Southeast Asian Currencies: Stronger Than They Look

Covid-19 isn’t biting as badly on currencies as expected

It is axiomatic that stock and currency markets have minds of their own and often appear moved by sudden sentiments than changes in the facts. But ignorance on the part of so-called reliable information sources such as Bloomberg can play a significant part in increasing volatility.

Take, for example, the issue of Asian emerging market currencies to which Bloomberg writers seem to have taken a particular dislike. On June 4 Bloomberg reported that a shift in sentiment was driving capital out of Asia to Latin America due to concerns that the China-US confrontation would help one and hurt the other. On June 5, the value of the Philippine peso rose to 49.8 against the dollar, its highest level in more than a year.

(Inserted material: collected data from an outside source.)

//! Scalar activation helpers, usable directly as kernel callbacks.

use num_traits::Float;

/// Logistic sigmoid, `e^x / (e^x + 1)`.
#[inline]
pub fn sigmoid<T: Float>(x: T) -> T {
    let ex = x.exp();
    ex / (ex + T::one())
}

/// Derivative of [`sigmoid`], `e^x / (e^x + 1)^2`.
#[inline]
pub fn sigmoid_deriv<T: Float>(x: T) -> T {
    let ex = x.exp();
    let ex_p1 = ex + T::one();
    ex / (ex_p1 * ex_p1)
}
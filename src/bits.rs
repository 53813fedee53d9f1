//! Bit-twiddling helpers over primitive integers.

use num_traits::PrimInt;

/// Width of `T` in bits.
#[inline]
pub const fn bits<T>() -> usize {
    std::mem::size_of::<T>() * 8
}

/// Value of bit `n` (bit 0 is the least significant).
#[inline]
pub fn get_bit<T: PrimInt>(value: T, n: usize) -> bool {
    (value >> n) & T::one() == T::one()
}

/// Number of set bits.
#[inline]
pub fn popcount<T: PrimInt>(value: T) -> usize {
    value.count_ones() as usize
}

/// Set bit `n` when `condition` holds; never clears it.
#[inline]
pub fn set_bit_cond<T: PrimInt>(value: &mut T, n: usize, condition: bool) {
    if condition {
        *value = *value | (T::one() << n);
    }
}
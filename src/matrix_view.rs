//! One-indexed matrix views for the linear-algebra layer.
//!
//! [`MatrixView`] and [`MatrixViewMut`] wrap a rank-2 [`NdView`] /
//! [`NdViewMut`] and address elements as `(row, column)` with both indices
//! starting at 1. The [`Matrix`] and [`MatrixMut`] traits are the contract the
//! kernels are written against: a shape, one-based element access and the flat
//! row-major `data()`.

use std::ops::{Index, IndexMut};

use crate::vector_view::{VectorView, VectorViewMut};
use crate::view::{NdView, NdViewMut, Subscript};
use crate::{Result, ViewError};

/// Read side of the kernel contract for matrices.
pub trait Matrix {
    type Elem;

    fn rows(&self) -> usize;

    fn columns(&self) -> usize;

    fn size(&self) -> usize {
        self.rows() * self.columns()
    }

    /// `[rows, columns]`, the form reported in `ShapeMismatch`.
    fn shape(&self) -> [usize; 2] {
        [self.rows(), self.columns()]
    }

    /// Element at one-based `(row, column)`. Out-of-range indices panic.
    fn elem(&self, row: usize, column: usize) -> &Self::Elem;

    /// All elements in row-major order.
    fn data(&self) -> &[Self::Elem];
}

/// Write side of the kernel contract for matrices.
pub trait MatrixMut: Matrix {
    fn elem_mut(&mut self, row: usize, column: usize) -> &mut Self::Elem;

    fn data_mut(&mut self) -> &mut [Self::Elem];
}

fn check_one_based(row: usize, column: usize, dims: &[usize; 2]) -> Result<[usize; 2]> {
    for (dim, (&index, &size)) in [row, column].iter().zip(dims).enumerate() {
        if index == 0 || index > size {
            return Err(ViewError::IndexOutOfRange { dim, index, size });
        }
    }
    Ok([row - 1, column - 1])
}

fn check_row(row: usize, rows: usize) -> Result<usize> {
    if row == 0 || row > rows {
        return Err(ViewError::IndexOutOfRange {
            dim: 0,
            index: row,
            size: rows,
        });
    }
    Ok(row - 1)
}

#[inline]
fn zero_based(row: usize, column: usize, dims: &[usize; 2]) -> [usize; 2] {
    bounds_assert!(
        row >= 1 && row <= dims[0] && column >= 1 && column <= dims[1],
        "matrix index ({}, {}) out of range for {}x{}",
        row,
        column,
        dims[0],
        dims[1]
    );
    [row.wrapping_sub(1), column.wrapping_sub(1)]
}

/// Shared one-indexed matrix view.
#[derive(Debug)]
pub struct MatrixView<'a, T> {
    view: NdView<'a, T, 2>,
}

impl<T> Default for MatrixView<'_, T> {
    fn default() -> Self {
        Self {
            view: NdView::default(),
        }
    }
}

impl<T> Clone for MatrixView<'_, T> {
    fn clone(&self) -> Self {
        *self
    }
}

impl<T> Copy for MatrixView<'_, T> {}

impl<'a, T> MatrixView<'a, T> {
    /// View `data` as a `rows x columns` row-major matrix.
    pub fn new(data: &'a [T], rows: usize, columns: usize) -> Result<Self> {
        Ok(Self {
            view: NdView::new(data, [rows, columns])?,
        })
    }

    /// # Safety
    /// Same contract as [`NdView::from_raw_parts`].
    pub unsafe fn from_raw_parts(ptr: *const T, rows: usize, columns: usize) -> Self {
        Self {
            view: NdView::from_raw_parts(ptr, [rows, columns]),
        }
    }

    #[inline]
    pub fn rows(&self) -> usize {
        self.view.rows()
    }

    #[inline]
    pub fn columns(&self) -> usize {
        self.view.columns()
    }

    #[inline]
    pub fn size(&self) -> usize {
        self.view.size()
    }

    #[inline]
    pub fn data(&self) -> &'a [T] {
        self.view.data()
    }

    /// Checked access; indices run from 1 to `rows()` / `columns()`.
    pub fn at(&self, row: usize, column: usize) -> Result<&'a T> {
        let idx = check_one_based(row, column, self.view.dims())?;
        Ok(self.view.get(idx))
    }

    /// Row `row` (one-based) as a vector view of the same memory.
    ///
    /// # Panics
    /// Panics if `row` is `0` or greater than `rows()`.
    pub fn row(&self, row: usize) -> VectorView<'a, T> {
        VectorView::new(self.view.subscript(row.wrapping_sub(1)).data())
    }

    /// Checked form of [`row`](Self::row).
    pub fn try_row(&self, row: usize) -> Result<VectorView<'a, T>> {
        let index = check_row(row, self.view.rows())?;
        Ok(VectorView::new(self.view.try_subscript(index)?.data()))
    }

    /// The underlying zero-indexed rank-2 view.
    #[inline]
    pub fn as_nd(&self) -> NdView<'a, T, 2> {
        self.view
    }
}

impl<T> Index<(usize, usize)> for MatrixView<'_, T> {
    type Output = T;

    #[inline]
    fn index(&self, (row, column): (usize, usize)) -> &T {
        self.view.get(zero_based(row, column, self.view.dims()))
    }
}

impl<T> Matrix for MatrixView<'_, T> {
    type Elem = T;

    #[inline]
    fn rows(&self) -> usize {
        self.view.rows()
    }

    #[inline]
    fn columns(&self) -> usize {
        self.view.columns()
    }

    #[inline]
    fn elem(&self, row: usize, column: usize) -> &T {
        &self[(row, column)]
    }

    #[inline]
    fn data(&self) -> &[T] {
        self.view.data()
    }
}

impl<'a, T> From<NdView<'a, T, 2>> for MatrixView<'a, T> {
    fn from(view: NdView<'a, T, 2>) -> Self {
        Self { view }
    }
}

/// Exclusive one-indexed matrix view.
#[derive(Debug)]
pub struct MatrixViewMut<'a, T> {
    view: NdViewMut<'a, T, 2>,
}

impl<T> Default for MatrixViewMut<'_, T> {
    fn default() -> Self {
        Self {
            view: NdViewMut::default(),
        }
    }
}

impl<'a, T> MatrixViewMut<'a, T> {
    pub fn new(data: &'a mut [T], rows: usize, columns: usize) -> Result<Self> {
        Ok(Self {
            view: NdViewMut::new(data, [rows, columns])?,
        })
    }

    /// # Safety
    /// Same contract as [`NdViewMut::from_raw_parts`].
    pub unsafe fn from_raw_parts(ptr: *mut T, rows: usize, columns: usize) -> Self {
        Self {
            view: NdViewMut::from_raw_parts(ptr, [rows, columns]),
        }
    }

    #[inline]
    pub fn reborrow(&mut self) -> MatrixViewMut<'_, T> {
        MatrixViewMut {
            view: self.view.reborrow(),
        }
    }

    #[inline]
    pub fn as_view(&self) -> MatrixView<'_, T> {
        MatrixView {
            view: self.view.as_view(),
        }
    }

    #[inline]
    pub fn rows(&self) -> usize {
        self.view.rows()
    }

    #[inline]
    pub fn columns(&self) -> usize {
        self.view.columns()
    }

    #[inline]
    pub fn size(&self) -> usize {
        self.view.size()
    }

    #[inline]
    pub fn data(&self) -> &[T] {
        self.view.data()
    }

    #[inline]
    pub fn data_mut(&mut self) -> &mut [T] {
        self.view.data_mut()
    }

    pub fn at(&self, row: usize, column: usize) -> Result<&T> {
        let idx = check_one_based(row, column, self.view.dims())?;
        Ok(self.view.get(idx))
    }

    pub fn at_mut(&mut self, row: usize, column: usize) -> Result<&mut T> {
        let idx = check_one_based(row, column, self.view.dims())?;
        Ok(self.view.get_mut(idx))
    }

    /// Row `row` (one-based) as a mutable vector view of the same memory.
    ///
    /// # Panics
    /// Panics if `row` is `0` or greater than `rows()`.
    pub fn row_mut(&mut self, row: usize) -> VectorViewMut<'_, T> {
        let view = self.view.reborrow().subscript(row.wrapping_sub(1));
        VectorViewMut::new(view.into_data())
    }

    pub fn try_row_mut(&mut self, row: usize) -> Result<VectorViewMut<'_, T>> {
        let index = check_row(row, self.view.rows())?;
        let view = self.view.reborrow().try_subscript(index)?;
        Ok(VectorViewMut::new(view.into_data()))
    }

    #[inline]
    pub fn as_nd_mut(&mut self) -> NdViewMut<'_, T, 2> {
        self.view.reborrow()
    }
}

impl<T> Index<(usize, usize)> for MatrixViewMut<'_, T> {
    type Output = T;

    #[inline]
    fn index(&self, (row, column): (usize, usize)) -> &T {
        self.view.get(zero_based(row, column, self.view.dims()))
    }
}

impl<T> IndexMut<(usize, usize)> for MatrixViewMut<'_, T> {
    #[inline]
    fn index_mut(&mut self, (row, column): (usize, usize)) -> &mut T {
        let idx = zero_based(row, column, self.view.dims());
        self.view.get_mut(idx)
    }
}

impl<T> Matrix for MatrixViewMut<'_, T> {
    type Elem = T;

    #[inline]
    fn rows(&self) -> usize {
        self.view.rows()
    }

    #[inline]
    fn columns(&self) -> usize {
        self.view.columns()
    }

    #[inline]
    fn elem(&self, row: usize, column: usize) -> &T {
        &self[(row, column)]
    }

    #[inline]
    fn data(&self) -> &[T] {
        self.view.data()
    }
}

impl<T> MatrixMut for MatrixViewMut<'_, T> {
    #[inline]
    fn elem_mut(&mut self, row: usize, column: usize) -> &mut T {
        &mut self[(row, column)]
    }

    #[inline]
    fn data_mut(&mut self) -> &mut [T] {
        self.view.data_mut()
    }
}

impl<'a, T> From<NdViewMut<'a, T, 2>> for MatrixViewMut<'a, T> {
    fn from(view: NdViewMut<'a, T, 2>) -> Self {
        Self { view }
    }
}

Likewise, the Indonesian rupiah almost regained the 13,900 level to the US dollar compared with 16,000 just a few weeks ago. The Thai baht has shown a similar bounce-back, although not to the exceptionally strong levels seen in late 2019 before the virus killed tourism.

Even the politics-bedeviled Malaysian ringgit has staged a significant recovery even if still well below year-ago levels. Contrary to “outflow” talk, Asian currencies have mostly been rising steadily from late March nadirs

Just a few weeks ago, Bloomberg was using some Standard & Poor’s data and a debt downgrade to imply an impending crisis for Indonesia due to its state enterprise debts and possibly inadequate level of foreign reserves to short term debt. Since then the rupiah has rebounded by 19 percent and likewise the bond and stock markets as it has become clear that developing Asia’s situation was nowhere near as bad as had been suggested.

A broader measure of confidence is the value in US dollars terms of the Asian Bond Fund listed in Hong Kong and Singapore. It is a portfolio of local currency-denominated, medium-term government bonds including those of China, Korea, Indonesia, Thailand, Malaysia, Hong Kong, Singapore and the Philippines. It currently trades at about U$118.8, almost a record high and 11 percent above its level in late March but still yields 2.6 percent. With inflation low everywhere for now, Asian bonds have been offering a superior real return against developed countries where rates have been driven to near zero by central bank buying.

The strength of the currencies of the less-advanced Southeast Asian countries may seem a particular surprise. However, data so far suggests that their ability and will to print money to support their economies is rather less than in the US and Europe. Consciousness of debt levels ingrained during the Asian crisis 1997-99 still survives. Mechanisms to make payments to their huge numbers of self-employed workers is also weak.

As for the trade balances, evidence so far suggests that imports have been slowing faster than exports. All of the Southeast Asian economies are net importers of oil and prices of some of their leading commodity exports such as palm oil, rubber, rice and copper have so far proven relatively resilient even if tourism has collapsed and, for the Philippines, remittances are down.

Revival of consumer demand and capital goods imports could soon cause deterioration in trade balances. Meanwhile, it is anyone’s guess if and when export demand for garments, shoes and electronic components will revive, tourism returns and whether the oil price collapse will see a permanent reduction of remittances from the Middle East.

The strength of Asian currencies could yet be reversed if China lets the yuan slide to retaliate against the US. But the yuan is not the only story in Asia. The yen, NT dollars and Korean won are all showing that strength is better underpinned by fundamentals than their counterparts in the US and Europe.